Requirement:
Set down exactly the lines below between the line holding "pub(crate) fn decrease_key(&mut" and the line holding "let parent = (slot - 1) / 2;", inclusive; no other line belongs in the answer.

:: Dataset content

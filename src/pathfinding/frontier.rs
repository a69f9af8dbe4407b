use std::cmp::Ordering;

const NOT_QUEUED: usize = usize::MAX;

#[derive(Debug, Clone, Copy)]
struct Entry {
    cell: usize,
    f: f32,
    seq: u64,
}

impl Entry {
    /// Lower `f` first; equal `f` pops in insertion order.
    fn precedes(&self, other: &Entry) -> bool {
        match self.f.total_cmp(&other.f) {
            Ordering::Less => true,
            Ordering::Greater => false,
            Ordering::Equal => self.seq < other.seq,
        }
    }
}

/// Min-priority queue of cell indices keyed by estimated total cost.
///
/// A parallel `slots` array records where each cell currently sits in the
/// heap so that relaxing an already-queued cell updates its entry in place
/// instead of scanning the whole frontier.
#[derive(Debug)]
pub(crate) struct Frontier {
    heap: Vec<Entry>,
    slots: Vec<usize>,
    next_seq: u64,
}

impl Frontier {
    pub(crate) fn new(cell_count: usize) -> Self {
        Self {
            heap: Vec::new(),
            slots: vec![NOT_QUEUED; cell_count],
            next_seq: 0,
        }
    }

    #[inline]
    pub(crate) fn contains(&self, cell: usize) -> bool {
        self.slots[cell] != NOT_QUEUED
    }

    pub(crate) fn len(&self) -> usize {
        self.heap.len()
    }

    /// Queue a cell that is not currently in the frontier.
    pub(crate) fn push(&mut self, cell: usize, f: f32) {
        debug_assert!(!self.contains(cell), "cell {cell} is already queued");
        let entry = Entry {
            cell,
            f,
            seq: self.next_seq,
        };
        self.next_seq += 1;

        self.heap.push(entry);
        let slot = self.heap.len() - 1;
        self.slots[cell] = slot;
        self.sift_up(slot);
    }

    /// Lower the priority of a queued cell.
    ///
    /// Silently does nothing when the cell is not in the frontier (for
    /// instance because it was already popped).
    pub(crate) fn decrease_key(&mut self, cell: usize, f: f32) {
        let slot = self.slots[cell];
        if slot == NOT_QUEUED {
            return;
        }
        self.heap[slot].f = f;
        self.sift_up(slot);
    }

    /// Remove and return the cell with the lowest `f`.
    pub(crate) fn pop(&mut self) -> Option<(usize, f32)> {
        if self.heap.is_empty() {
            return None;
        }

        let last = self.heap.len() - 1;
        self.swap(0, last);
        let entry = self.heap.pop()?;
        self.slots[entry.cell] = NOT_QUEUED;

        if !self.heap.is_empty() {
            self.sift_down(0);
        }

        Some((entry.cell, entry.f))
    }

    fn sift_up(&mut self, mut slot: usize) {
        while slot > 0 {
            let parent = (slot - 1) / 2;
            if !self.heap[slot].precedes(&self.heap[parent]) {
                break;
            }
            self.swap(slot, parent);
            slot = parent;
        }
    }

    fn sift_down(&mut self, mut slot: usize) {
        let len = self.heap.len();
        loop {
            let left = 2 * slot + 1;
            let right = left + 1;
            let mut best = slot;

            if left < len && self.heap[left].precedes(&self.heap[best]) {
                best = left;
            }
            if right < len && self.heap[right].precedes(&self.heap[best]) {
                best = right;
            }
            if best == slot {
                break;
            }

            self.swap(slot, best);
            slot = best;
        }
    }

    fn swap(&mut self, a: usize, b: usize) {
        self.heap.swap(a, b);
        self.slots[self.heap[a].cell] = a;
        self.slots[self.heap[b].cell] = b;
    }
}

#[cfg(test)]
mod tests {
    use super::*;

    fn drain(frontier: &mut Frontier) -> Vec<usize> {
        std::iter::from_fn(|| frontier.pop().map(|(cell, _)| cell)).collect()
    }

    #[test]
    fn test_pops_in_priority_order() {
        let mut frontier = Frontier::new(6);
        frontier.push(0, 5.0);
        frontier.push(1, 1.0);
        frontier.push(2, 3.0);
        frontier.push(3, 0.5);
        frontier.push(4, 4.0);
        assert_eq!(frontier.len(), 5);

        assert_eq!(drain(&mut frontier), vec![3, 1, 2, 4, 0]);
        assert_eq!(frontier.len(), 0);
    }

    #[test]
    fn test_equal_priorities_pop_in_insertion_order() {
        let mut frontier = Frontier::new(5);
        for cell in [4, 2, 0, 3, 1] {
            frontier.push(cell, 2.0);
        }
        assert_eq!(drain(&mut frontier), vec![4, 2, 0, 3, 1]);
    }

    #[test]
    fn test_decrease_key_reorders() {
        let mut frontier = Frontier::new(4);
        frontier.push(0, 1.0);
        frontier.push(1, 2.0);
        frontier.push(2, 3.0);

        frontier.decrease_key(2, 0.5);
        assert_eq!(frontier.pop(), Some((2, 0.5)));
        assert_eq!(drain(&mut frontier), vec![0, 1]);
    }

    #[test]
    fn test_decrease_key_on_absent_cell_is_noop() {
        let mut frontier = Frontier::new(3);
        frontier.push(0, 1.0);
        assert_eq!(frontier.pop(), Some((0, 1.0)));

        frontier.decrease_key(0, 0.1);
        frontier.decrease_key(2, 0.1);
        assert_eq!(frontier.len(), 0);
        assert!(!frontier.contains(0));
    }

    #[test]
    fn test_contains_tracks_membership() {
        let mut frontier = Frontier::new(3);
        frontier.push(1, 1.0);
        assert!(frontier.contains(1));
        assert!(!frontier.contains(0));
        frontier.pop();
        assert!(!frontier.contains(1));
    }
}
use clap::Parser;
use rand::{Rng, SeedableRng};
use rand_pcg::Pcg64;
use slopepath::cli_utils::{parse_cell, parse_size, validate_output_path};
use slopepath::config::{Settings, get_config_path, load_config, load_config_from, save_config_to};
use slopepath::export::export_slope_map_png;
use slopepath::terrain::slope_between;
use slopepath::{
    GridCell, HeightField, PathResult, PathfindingConfigPatch, PathfindingEngine, TerrainError,
    TerrainNoiseGenerator, TerrainResult, get_terrain_preset,
};
use std::path::PathBuf;
use std::sync::Arc;
use tracing::info;
use tracing_subscriber::{EnvFilter, fmt, prelude::*};

#[derive(Parser, Clone)]
#[command(name = "slopepath")]
#[command(about = "Plan slope-aware rover routes over generated terrain")]
struct Args {
    /// Terrain size in grid cells (format: WIDTHxHEIGHT)
    #[arg(long, default_value = "64x64")]
    size: String,

    /// Terrain preset (flat, hills, mountains, dunes); uses the settings file when omitted
    #[arg(long)]
    terrain_type: Option<String>,

    /// Random seed for terrain and for picking endpoints
    #[arg(long)]
    seed: Option<u32>,

    /// Terrain amplitude (height variation)
    #[arg(long)]
    amplitude: Option<f32>,

    /// Base frequency for noise (terrain feature density)
    #[arg(long)]
    frequency: Option<f64>,

    /// Number of noise octaves for detail
    #[arg(long)]
    octaves: Option<u32>,

    /// Load a saved heightfield instead of generating one
    #[arg(long)]
    load: Option<PathBuf>,

    /// Settings file to use instead of the user config
    #[arg(long)]
    config: Option<PathBuf>,

    /// Start cell (format: X,Y); random when omitted
    #[arg(long)]
    start: Option<String>,

    /// Goal cell (format: X,Y); random when omitted
    #[arg(long)]
    goal: Option<String>,

    /// Steepest traversable slope in degrees
    #[arg(long)]
    max_slope: Option<f32>,

    /// Weight of the slope penalty
    #[arg(long)]
    slope_weight: Option<f32>,

    /// Weight of the distance term
    #[arg(long)]
    distance_weight: Option<f32>,

    /// Restrict movement to the 4 orthogonal directions
    #[arg(long)]
    no_diagonal: bool,

    /// Simplify the route with straight-line smoothing
    #[arg(long)]
    smooth: bool,

    /// Write the slope map as a grayscale PNG
    #[arg(long)]
    slope_png: Option<String>,

    /// Store the effective pathfinding options in the user settings file
    #[arg(long)]
    save_settings: bool,
}

impl Args {
    fn options_patch(&self) -> PathfindingConfigPatch {
        PathfindingConfigPatch {
            max_slope_degrees: self.max_slope,
            allow_diagonal_moves: self.no_diagonal.then_some(false),
            slope_weight: self.slope_weight,
            distance_weight: self.distance_weight,
        }
    }
}

fn main() -> TerrainResult<()> {
    tracing_subscriber::registry()
        .with(fmt::layer())
        .with(
            EnvFilter::try_from_default_env().unwrap_or_else(|_| EnvFilter::new("slopepath=info")),
        )
        .init();

    let args = Args::parse();

    let settings = match &args.config {
        Some(path) => load_config_from(path)?,
        None => load_config(),
    };
    let seed = args.seed.unwrap_or_else(rand::random);

    let field = build_field(&args, &settings, seed)?;
    let mut engine = PathfindingEngine::new(Arc::new(field), settings.pathfinding);
    engine.update_options(&args.options_patch());

    let mut rng = Pcg64::seed_from_u64(seed as u64);
    let start = resolve_cell(args.start.as_deref(), engine.height_field(), &mut rng)?;
    let goal = resolve_cell(args.goal.as_deref(), engine.height_field(), &mut rng)?;

    if args.save_settings {
        let updated = Settings {
            pathfinding: engine.options(),
            ..settings
        };
        let path = settings_path(&args)?;
        save_config_to(&updated, &path)?;
        info!("Settings saved to {}", path.display());
    }

    let result = engine.find_path(start, goal);
    print_route_summary(&engine, start, goal, &result, args.smooth);

    if let Some(output) = &args.slope_png {
        validate_output_path(output)?;
        let map = engine.generate_slope_map();
        println!(
            "\nSlope map: max {:.1} deg, mean {:.1} deg, {:.1}% above the ceiling",
            map.max(),
            map.mean(),
            map.fraction_above(engine.options().max_slope_degrees) * 100.0
        );
        export_slope_map_png(&map, engine.options().max_slope_degrees, output)?;
    }

    Ok(())
}

/// Settings file named by `--config`, else the user config location
fn settings_path(args: &Args) -> TerrainResult<PathBuf> {
    match &args.config {
        Some(path) => Ok(path.clone()),
        None => get_config_path(),
    }
}

/// Load the requested heightfield or generate one from a preset or the settings
fn build_field(args: &Args, settings: &Settings, seed: u32) -> TerrainResult<HeightField> {
    if let Some(path) = &args.load {
        info!("Loading heightfield from {}", path.display());
        return HeightField::load_from_file(path);
    }

    let (width, height) = parse_size(&args.size)?;

    let mut generator = match &args.terrain_type {
        Some(name) => {
            get_terrain_preset(name, Some(seed)).ok_or_else(|| TerrainError::InvalidArgument {
                reason: format!(
                    "Unknown terrain preset '{name}'. Valid presets: flat, hills, mountains, dunes"
                ),
            })?
        }
        None => {
            let mut generator = TerrainNoiseGenerator::new(settings.terrain.clone());
            if args.seed.is_some() {
                generator.config.seed = seed;
            }
            generator
        }
    };

    if let Some(amplitude) = args.amplitude {
        generator.config.amplitude_scale = amplitude;
    }
    if let Some(frequency) = args.frequency {
        generator.config.noise_scale = frequency;
    }
    if let Some(octaves) = args.octaves {
        generator.config.octaves = octaves;
    }

    generator.generate(width, height)
}

/// Parse an explicit cell or draw a random in-bounds one
fn resolve_cell(
    cell: Option<&str>,
    field: &HeightField,
    rng: &mut Pcg64,
) -> TerrainResult<GridCell> {
    match cell {
        Some(text) => parse_cell(text),
        None => Ok(GridCell::new(
            rng.gen_range(0..field.width()) as i32,
            rng.gen_range(0..field.height()) as i32,
        )),
    }
}

fn print_route_summary(
    engine: &PathfindingEngine,
    start: GridCell,
    goal: GridCell,
    result: &PathResult,
    smooth: bool,
) {
    let field = engine.height_field();
    let options = engine.options();

    println!(
        "Terrain: {}x{} cells, elevation [{:.2}, {:.2}]",
        field.width(),
        field.height(),
        field.min_elevation(),
        field.max_elevation()
    );
    println!(
        "Options: max slope {:.1} deg, slope weight {:.2}, distance weight {:.2}, diagonal moves {}",
        options.max_slope_degrees,
        options.slope_weight,
        options.distance_weight,
        options.allow_diagonal_moves
    );
    println!("Route: {start} -> {goal}");

    if !result.success {
        println!(
            "  No route found ({} cells explored in {:?})",
            result.nodes_explored, result.elapsed
        );
        println!(
            "  Region reachable from start: {} cells",
            engine.reachable_cells(start).len()
        );
        return;
    }

    println!(
        "  Found {} waypoints, cost {:.3} ({} cells explored in {:?})",
        result.path.len(),
        result.total_cost,
        result.nodes_explored,
        result.elapsed
    );

    let steepest = result
        .path
        .windows(2)
        .map(|step| slope_between(field, step[0], step[1]))
        .fold(0.0, f32::max);
    println!("  Steepest step: {steepest:.1} deg");

    if smooth {
        let smoothed = engine.smooth_path(&result.path);
        println!("  Smoothed to {} waypoints:", smoothed.len());
        for waypoint in &smoothed {
            println!("    {waypoint}");
        }
    }
}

::::

Answer box:
    pub(crate) fn decrease_key(&mut self, cell: usize, f: f32) {
        let slot = self.slots[cell];
        if slot == NOT_QUEUED {
            return;
        }
        self.heap[slot].f = f;
        self.sift_up(slot);
    }

    /// Remove and return the cell with the lowest `f`.
    pub(crate) fn pop(&mut self) -> Option<(usize, f32)> {
        if self.heap.is_empty() {
            return None;
        }

        let last = self.heap.len() - 1;
        self.swap(0, last);
        let entry = self.heap.pop()?;
        self.slots[entry.cell] = NOT_QUEUED;

        if !self.heap.is_empty() {
            self.sift_down(0);
        }

        Some((entry.cell, entry.f))
    }

    fn sift_up(&mut self, mut slot: usize) {
        while slot > 0 {
            let parent = (slot - 1) / 2;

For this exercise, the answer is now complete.